= Miladin Ivanović =

Serbian medical doctor, politician and administrator

Miladin Ivanović (Миладин Ивановић; 23 December 1941–13 March 1999), known as Mile, was a Serbian medical doctor, politician, and administrator. During the 1990s, he was the mayor of Peć, the leader of the Peć District, and a member of Serbian and Yugoslavian parliaments. Ivanović was a member of the Socialist Party of Serbia (SPS) and an ally of Slobodan Milošević.

==Early life and career==
Ivanović was born to a Kosovo Serb family in Peć during World War II, in what was then the Italian Zone of Occupation in Kosovo, part of the larger Italian protectorate of Albania. After the war, he was raised in the Autonomous Region of Kosovo and Metohija in the People's Republic of Serbia, Federal People's Republic of Yugoslavia.

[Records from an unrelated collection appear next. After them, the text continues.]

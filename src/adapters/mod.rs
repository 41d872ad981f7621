//! Process controller and health checker adapters.
//!
//! The orchestrator never starts processes or probes endpoints itself.
//! It talks to a [`ProcessController`] and a [`HealthChecker`], so the
//! same engine drives shell commands in production and scripted mocks in
//! tests.

mod command;
pub mod exec;
pub mod health;


pub use exec::ExecController;
pub use health::ServiceHealthChecker;

use crate::error::Result;
use crate::model::ReadinessState;
use async_trait::async_trait;

/// Starts and stops services.
///
/// `launch` returns once the launch has been initiated; readiness is
/// observed through the [`HealthChecker`]. `terminate` must be safe to call
/// on a service that is already stopped.
#[async_trait]
pub trait ProcessController: Send + Sync {
    /// Returns the controller name (e.g., "exec").
    fn name(&self) -> &'static str;

    /// Initiates the launch of a service.
    async fn launch(&self, service: &str) -> Result<()>;

    /// Stops a service.
    async fn terminate(&self, service: &str) -> Result<()>;
}

/// Reports the readiness of a single service.
#[async_trait]
pub trait HealthChecker: Send + Sync {
    /// Checks a service once.
    ///
    /// An `Err` means the check itself could not complete (for example an
    /// unreachable endpoint); the prober treats it as `unhealthy`.
    async fn check(&self, service: &str) -> Result<ReadinessState>;
}
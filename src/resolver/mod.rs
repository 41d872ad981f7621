//! Dependency graph resolution.
//!
//! [`GraphResolver`] reads services and edges from a [`ConfigStore`],
//! merges profile-scoped edges over the global ones, breaks cycles made of
//! soft edges and produces a deterministic [`ResolvedOrder`].

mod graph;
mod plan;

pub use graph::build_order;
pub use plan::ResolvedOrder;

use crate::error::{JunbanError, Result};
use crate::model::{DependencyScope, ProfileId, ServiceId};
use crate::store::ConfigStore;
use std::collections::BTreeSet;
use std::sync::Arc;
use tracing::{debug, info};

/// Resolves startup orders against a store.
#[derive(Clone)]
pub struct GraphResolver {
    store: Arc<dyn ConfigStore>,
}

impl GraphResolver {
    pub fn new(store: Arc<dyn ConfigStore>) -> Self {
        Self { store }
    }

    /// Declared profile ids.
    pub async fn profiles(&self) -> Result<Vec<ProfileId>> {
        self.store.profiles().await
    }

    /// Resolves the order for an explicit set of enabled services.
    ///
    /// Every id in `enabled` must be known to the store. Edges pointing at
    /// services outside `enabled` are kept on their dependent and reported
    /// as warnings.
    pub async fn resolve(
        &self,
        active_profile: Option<&str>,
        enabled: &BTreeSet<ServiceId>,
    ) -> Result<ResolvedOrder> {
        let known = self.store.load_services(active_profile).await?;

        for id in enabled {
            if !known.iter().any(|s| &s.id == id) {
                return Err(JunbanError::service_not_found(id));
            }
        }

        let services = known
            .into_iter()
            .filter(|s| enabled.contains(&s.id))
            .map(|mut s| {
                s.enabled = true;
                s
            })
            .collect();

        self.resolve_services(active_profile, services).await
    }

    /// Resolves the order for every service the profile enables.
    pub async fn resolve_for_profile(&self, active_profile: Option<&str>) -> Result<ResolvedOrder> {
        let services = self
            .store
            .load_services(active_profile)
            .await?
            .into_iter()
            .filter(|s| s.enabled)
            .collect();

        self.resolve_services(active_profile, services).await
    }

    async fn resolve_services(
        &self,
        active_profile: Option<&str>,
        services: Vec<crate::model::Service>,
    ) -> Result<ResolvedOrder> {
        let global = self.store.load_edges(&DependencyScope::Global).await?;
        let profile_edges = match active_profile {
            Some(id) => {
                self.store
                    .load_edges(&DependencyScope::Profile(id.to_string()))
                    .await?
            }
            None => Vec::new(),
        };

        debug!(
            profile = ?active_profile,
            services = services.len(),
            global_edges = global.len(),
            profile_edges = profile_edges.len(),
            "Resolving dependency graph"
        );

        let plan = build_order(active_profile, services, &global, &profile_edges)?;

        info!(
            profile = ?active_profile,
            order = %plan.order.join(", "),
            warnings = plan.warnings.len(),
            "Dependency graph resolved"
        );

        Ok(plan)
    }
}

#[cfg(test)]
mod tests {
    use super::*;
    use crate::model::{DependencyEdge, Service};
    use crate::store::MemoryStore;

    fn store() -> Arc<MemoryStore> {
        Arc::new(
            MemoryStore::new()
                .with_service(Service::new("gateway", 3))
                .with_service(Service::new("cache", 2))
                .with_service(Service::new("registry", 1))
                .with_service(Service::new("metrics", 4).disabled())
                .with_edge(DependencyEdge::hard("gateway", "registry").health_gated())
                .with_edge(DependencyEdge::hard("gateway", "cache").health_gated())
                .with_edge(DependencyEdge::hard("cache", "registry").health_gated())
                .with_profile_edge("dev", DependencyEdge::soft("cache", "registry")),
        )
    }

    #[tokio::test]
    async fn test_resolve_for_profile_skips_disabled() {
        let resolver = GraphResolver::new(store());
        let plan = resolver.resolve_for_profile(None).await.unwrap();

        assert_eq!(plan.order, vec!["registry", "cache", "gateway"]);
        assert!(!plan.contains("metrics"));
    }

    #[tokio::test]
    async fn test_resolve_explicit_set() {
        let resolver = GraphResolver::new(store());
        let enabled: BTreeSet<ServiceId> = ["gateway", "registry"]
            .iter()
            .map(|s| s.to_string())
            .collect();

        let plan = resolver.resolve(None, &enabled).await.unwrap();

        assert_eq!(plan.order, vec!["registry", "gateway"]);
        assert_eq!(plan.warnings.len(), 1);
        assert!(plan.warnings[0].contains("cache"));
    }

    #[tokio::test]
    async fn test_resolve_unknown_service() {
        let resolver = GraphResolver::new(store());
        let enabled: BTreeSet<ServiceId> = ["nope".to_string()].into_iter().collect();

        let result = resolver.resolve(None, &enabled).await;
        assert!(matches!(result, Err(JunbanError::ServiceNotFound { .. })));
    }

    #[tokio::test]
    async fn test_resolve_with_profile_override() {
        let resolver = GraphResolver::new(store());
        let plan = resolver.resolve_for_profile(Some("dev")).await.unwrap();

        assert!(plan.dependencies_of("cache")[0].is_soft());
        assert!(!plan.dependencies_of("gateway")[0].is_soft());
        assert_eq!(plan.profile.as_deref(), Some("dev"));
    }

    #[tokio::test]
    async fn test_resolve_unknown_profile() {
        let resolver = GraphResolver::new(store());
        let result = resolver.resolve_for_profile(Some("prod")).await;
        assert!(matches!(result, Err(JunbanError::ProfileNotFound { .. })));
    }

    #[tokio::test]
    async fn test_edits_seen_by_next_resolve() {
        let store = store();
        let resolver = GraphResolver::new(store.clone());

        let before = resolver.resolve_for_profile(None).await.unwrap();
        store.set_enabled("metrics", true);
        store.add_edge(
            DependencyScope::Global,
            DependencyEdge::hard("metrics", "gateway"),
        );
        let after = resolver.resolve_for_profile(None).await.unwrap();

        assert_eq!(before.len(), 3);
        assert_eq!(after.order.last().map(String::as_str), Some("metrics"));
    }

    #[tokio::test]
    async fn test_plan_display() {
        let resolver = GraphResolver::new(store());
        let plan = resolver.resolve_for_profile(None).await.unwrap();
        let text = plan.to_string();

        assert!(text.contains("Startup plan (global)"));
        assert!(text.contains("1. registry [global]"));
        assert!(text.contains("waits for registry healthy within 120s"));
    }
}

He graduated from the University of Belgrade Faculty of Medicine and practiced as a radiologist.

Matthew McAllester's Beyond the Mountains of the Damned (2003) includes an assertion that Ivanović was known even before the start of his political career for refusing to treat Kosovo Albanian patients and quotes an Albanian resident of Peć describing him as "a bigot and a nationalist."

==Politician==
Beyond the Mountains of the Damned describes Ivanović as having been the most powerful politician in Peć during the 1990s, a political boss who derived his local authority from his alliance with Milošević. A 1992 article in Der Spiegel described him as presiding over a harsh system of justice directed at the Albanian community. The same article referred to him as "a pleasure-lover, a conversation partner with exquisite politeness and an ardent patriot, but also a man of power and a chauvinist when it comes to the big things - history and future of the Serbian people."

===Administrator of the Peć District===
There is conflicting information online as to when Ivanović served as administrator of the Peć District, but he at least held the position in the years immediately after the Federal Republic of Yugoslavia was established, from 1992 to 1994. He was a member of the Socialist Party's central committee in the same period.

===Parliamentarian (1993–99)===
Ivanović appeared in the fourth position on the Socialist Party's electoral list for Priština in the 1992 Serbian parliamentary election. From 1992 to 2000, Serbia's electoral law stipulated that one-third of parliamentary mandates would be assigned to candidates on successful lists in numerical order, with the remaining two-thirds distributed to other candidates at the discretion of the sponsoring parties or coalitions. Ivanović was automatically elected to the national assembly when the Socialists won thirteen out of twenty-four seats in the division. In the term that followed, he was a member of the health committee and the committee on relations with Serbs outside of Serbia. He was also appointed as one of the Serbian parliament's twenty representatives to the Chamber of Republics in the Yugoslavian parliament.

The SPS formed a minority government after the 1992 Serbian election and was dependent on informal parliamentary support from the far-right Serbian Radical Party (SRS). The alliance between these parties broke down in mid-1993, and a new Serbian parliamentary election was held in December of that year. Ivanović was given the fifth position on the SPS's list for Priština and was re-elected when the list won a landslide victory with twenty-one of twenty-four seats. The SPS emerged from the election in a stronger position overall and led a stable government in the term that followed. Ivanović held the same committee assignments as before, although in this term the Health Committee was renamed as the Committee on Health, Demographic Policy, and Family. He was not reappointed to the Yugoslavian parliament.

Serbia's electoral divisions were restructured prior to the 1997 parliamentary election. Ivanović led the SPS's list for Peć and was elected to a third term in the national assembly when the list won twelve out of fourteen seats. The SPS formed a new coalition government with the Radical Party and the Yugoslav Left (JUL) after the election, and Ivanović continued to serve as a government supporter. (Before the coalition government was formed, Radical Party delegate Dragan Todorović accused Ivanović of using strong-arm tactics to ensure the Socialist Party's victory in Peć and suggested that he deserved a prison sentence for his actions.)

===Mayor of Peć===
The Socialist Party won an overwhelming victory in Peć in the 1996 Serbian local elections, with most SPS candidates winning election unopposed. Ivanović served as the community's mayor after the election. His term in office coincided with the early stages of the 1998–99 Kosovo War. In December 1998, Kosovo Verification Mission leader William G. Walker sent Ivanović a message of condolence after six Serbs were killed by masked gunmen in a Peć café.

Ivanović closed the independent radio station BKTV on 6 May 1997, after the station rejected his demand to stop broadcasting news content.

==Death==
Ivanović died of natural causes on 13 March 1999, just before the beginning of the NATO bombing of Yugoslavia.